The EU has linked the reform to granting a visa-free regime to Ukraine. If the reform fails, it would add to the impression that Kiev’s Western-backed leaders do not have the will to tackle corruption. Other measures, such as privatizing state companies or cleaning up the customs service, also face threats.

“It is absolutely obvious for me that the president’s declarations to the international community, that the system would operate fully, are artificial in order to create an image that Ukraine is fulfilling its obligations,” said Oleksandra Drik, head of the Civic Lustration Committee, an anti-corruption body.

Politicians have had to fill in asset declaration forms before, but the new one is more comprehensive and carries prison sentences for false statements.

President Petro Poroshenko told local television on Sunday that the form was not perfect and he didn’t much like it.

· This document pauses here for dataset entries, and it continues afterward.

//! Manifest feeder - authors the declared state from a JSON file.
//!
//! The manifest lists every object the provider should keep alive. Each pass
//! applies all entries and requests deletion of stored objects that are no
//! longer listed.

use std::collections::HashSet;
use std::path::{Path, PathBuf};
use std::sync::Arc;
use std::time::Duration;

use serde::Deserialize;
use thiserror::Error;
use tokio::time::MissedTickBehavior;
use tokio_util::sync::CancellationToken;
use tracing::{debug, info, warn};
use ucan_reconciler::{DesiredStore, ObjectKey, Spec, StoreError};

use crate::kinds::{
    FloatingIpSpec, VirtualMachineSpec, VolumeSpec, floating_ip, virtual_machine, volume,
};

#[derive(Debug, Error)]
pub enum ManifestError {
    #[error("cannot read manifest {path}: {source}")]
    Read {
        path: String,
        #[source]
        source: std::io::Error,
    },

    #[error("cannot parse manifest: {0}")]
    Parse(#[from] serde_json::Error),

    #[error("{kind} entry without a name")]
    EmptyName { kind: &'static str },

    #[error("{kind} {name} is declared twice")]
    Duplicate { kind: &'static str, name: String },
}

#[derive(Debug, Clone, Deserialize)]
pub struct ManifestEntry<S> {
    pub name: String,
    pub spec: S,
}

#[derive(Debug, Default, Deserialize)]
#[serde(rename_all = "camelCase")]
pub struct Manifest {
    #[serde(default)]
    pub volumes: Vec<ManifestEntry<VolumeSpec>>,
    #[serde(default)]
    pub floating_ips: Vec<ManifestEntry<FloatingIpSpec>>,
    #[serde(default)]
    pub virtual_machines: Vec<ManifestEntry<VirtualMachineSpec>>,
}

impl Manifest {
    pub fn parse(data: &[u8]) -> Result<Self, ManifestError> {
        let manifest: Manifest = serde_json::from_slice(data)?;
        check_names(volume::KIND, &manifest.volumes)?;
        check_names(floating_ip::KIND, &manifest.floating_ips)?;
        check_names(virtual_machine::KIND, &manifest.virtual_machines)?;
        Ok(manifest)
    }

    pub async fn load(path: &Path) -> Result<Self, ManifestError> {
        let data = tokio::fs::read(path)
            .await
            .map_err(|source| ManifestError::Read {
                path: path.display().to_string(),
                source,
            })?;
        Self::parse(&data)
    }
}

fn check_names<S>(kind: &'static str, entries: &[ManifestEntry<S>]) -> Result<(), ManifestError> {
    let mut seen = HashSet::new();
    for entry in entries {
        if entry.name.is_empty() {
            return Err(ManifestError::EmptyName { kind });
        }
        if !seen.insert(entry.name.as_str()) {
            return Err(ManifestError::Duplicate {
                kind,
                name: entry.name.clone(),
            });
        }
    }
    Ok(())
}

/// Result of syncing one kind.
#[derive(Debug, Default, Clone, Copy, PartialEq, Eq)]
pub struct SyncReport {
    pub declared: usize,
    pub pruned: usize,
    pub failed: usize,
}

/// Apply the entries of one kind and request deletion of undeclared objects.
pub async fn sync_kind<S: Spec>(
    kind: &str,
    store: &dyn DesiredStore<S>,
    entries: Vec<ManifestEntry<S>>,
) -> SyncReport {
    let mut report = SyncReport::default();
    let declared: HashSet<String> = entries.iter().map(|e| e.name.clone()).collect();

    for entry in entries {
        let key = ObjectKey::new(kind, entry.name);
        match store.apply(key.clone(), entry.spec).await {
            Ok(()) => report.declared += 1,
            Err(e) => {
                warn!(%key, error = %e, "Failed to apply declared object");
                report.failed += 1;
            }
        }
    }

    for key in store.list().await {
        if key.kind != kind || declared.contains(&key.name) {
            continue;
        }
        match store.get(&key).await {
            Some(object) if !object.is_deletion_requested() => {}
            _ => continue,
        }
        match store.request_deletion(&key).await {
            Ok(()) => {
                info!(%key, "Object no longer declared, requesting deletion");
                report.pruned += 1;
            }
            // Finalized meanwhile
            Err(StoreError::NotFound(_)) => {}
            Err(e) => {
                warn!(%key, error = %e, "Failed to request deletion");
                report.failed += 1;
            }
        }
    }

    report
}

/// The stores of all kinds, as seen by the feeder.
#[derive(Clone)]
pub struct Stores {
    pub volumes: Arc<dyn DesiredStore<VolumeSpec>>,
    pub floating_ips: Arc<dyn DesiredStore<FloatingIpSpec>>,
    pub virtual_machines: Arc<dyn DesiredStore<VirtualMachineSpec>>,
}

pub struct ManifestFeeder {
    path: PathBuf,
    interval: Duration,
    stores: Stores,
}

impl ManifestFeeder {
    pub fn new(path: impl Into<PathBuf>, interval: Duration, stores: Stores) -> Self {
        Self {
            path: path.into(),
            interval,
            stores,
        }
    }

    /// Read the manifest once and sync every kind.
    ///
    /// An unreadable manifest changes nothing.
    pub async fn sync_once(&self) -> Result<(), ManifestError> {
        let manifest = Manifest::load(&self.path).await?;

        let volumes = sync_kind(volume::KIND, self.stores.volumes.as_ref(), manifest.volumes).await;
        let floating_ips = sync_kind(
            floating_ip::KIND,
            self.stores.floating_ips.as_ref(),
            manifest.floating_ips,
        )
        .await;
        let virtual_machines = sync_kind(
            virtual_machine::KIND,
            self.stores.virtual_machines.as_ref(),
            manifest.virtual_machines,
        )
        .await;

        debug!(
            ?volumes,
            ?floating_ips,
            ?virtual_machines,
            "Manifest synced"
        );
        Ok(())
    }

    pub async fn run(self, cancel: CancellationToken) {
        info!(path = %self.path.display(), interval = ?self.interval, "Manifest feeder started");
        let mut ticker = tokio::time::interval(self.interval);
        ticker.set_missed_tick_behavior(MissedTickBehavior::Delay);

        loop {
            tokio::select! {
                _ = cancel.cancelled() => break,
                _ = ticker.tick() => {
                    if let Err(e) = self.sync_once().await {
                        warn!(
                            path = %self.path.display(),
                            error = %e,
                            "Skipping manifest, keeping last declared state"
                        );
                    }
                }
            }
        }
        info!("Manifest feeder stopped");
    }
}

“But it cannot be a reason not to fill it in,” he said, and he would submit his on time.


Based on the principle that sunlight is the best disinfectant, the measure was designed to expose the wealth of politicians, officials, prosecutors and judges in a country that thrives on kickbacks and tax evasion.

Some politicians, officials and businessmen have amassed fantastic wealth. To many, this was encapsulated by the luxurious residence of Viktor Yanukovich, the Russian-backed president who fled into exile two years ago.

Similarly, police found 42 kilograms of gold and $4.8 million in cash during a search of the apartments of former Energy Minister Eduard Stavytsky two years ago. And last year, large quantities of diamonds and cash were found at the homes of two high-ranking prosecutors.

As of Monday, just over half the 50,000 declarations had been submitted. Prime Minister Volodymyr Groysman said his was almost done.

“I think it’s something like a parachute jump,” Groysman said at a televised government meeting. “Close your eyes and jump. It needs to be done once and everything will fall into place. If you’re afraid, don’t be.”

The man whose company MIRANDA designed the software said he handed over control in August to a state anti-corruption body, which asked the State Service of Special Communication to make changes to the program.

After that, “all sorts of errors and problems” were introduced, said Yuri Novikov, the designer. “The video tutorials are still ours, but the system is different. We look at the system and understand that all this is very sad.”

For example, one addition asks for the passport numbers of dead relatives who have passed on inheritances, even though Ukrainians often hand passports in to the authorities when a person dies, Novikov said.

Another addition is that the system now asks how much physical cash a person holds and then asks for the name of the bank where they’ve stored it: a contradiction in terms that several MPs identified as a problem to completing the form.

The State Service of Special Communication and Information Protection did not respond to a request for comment.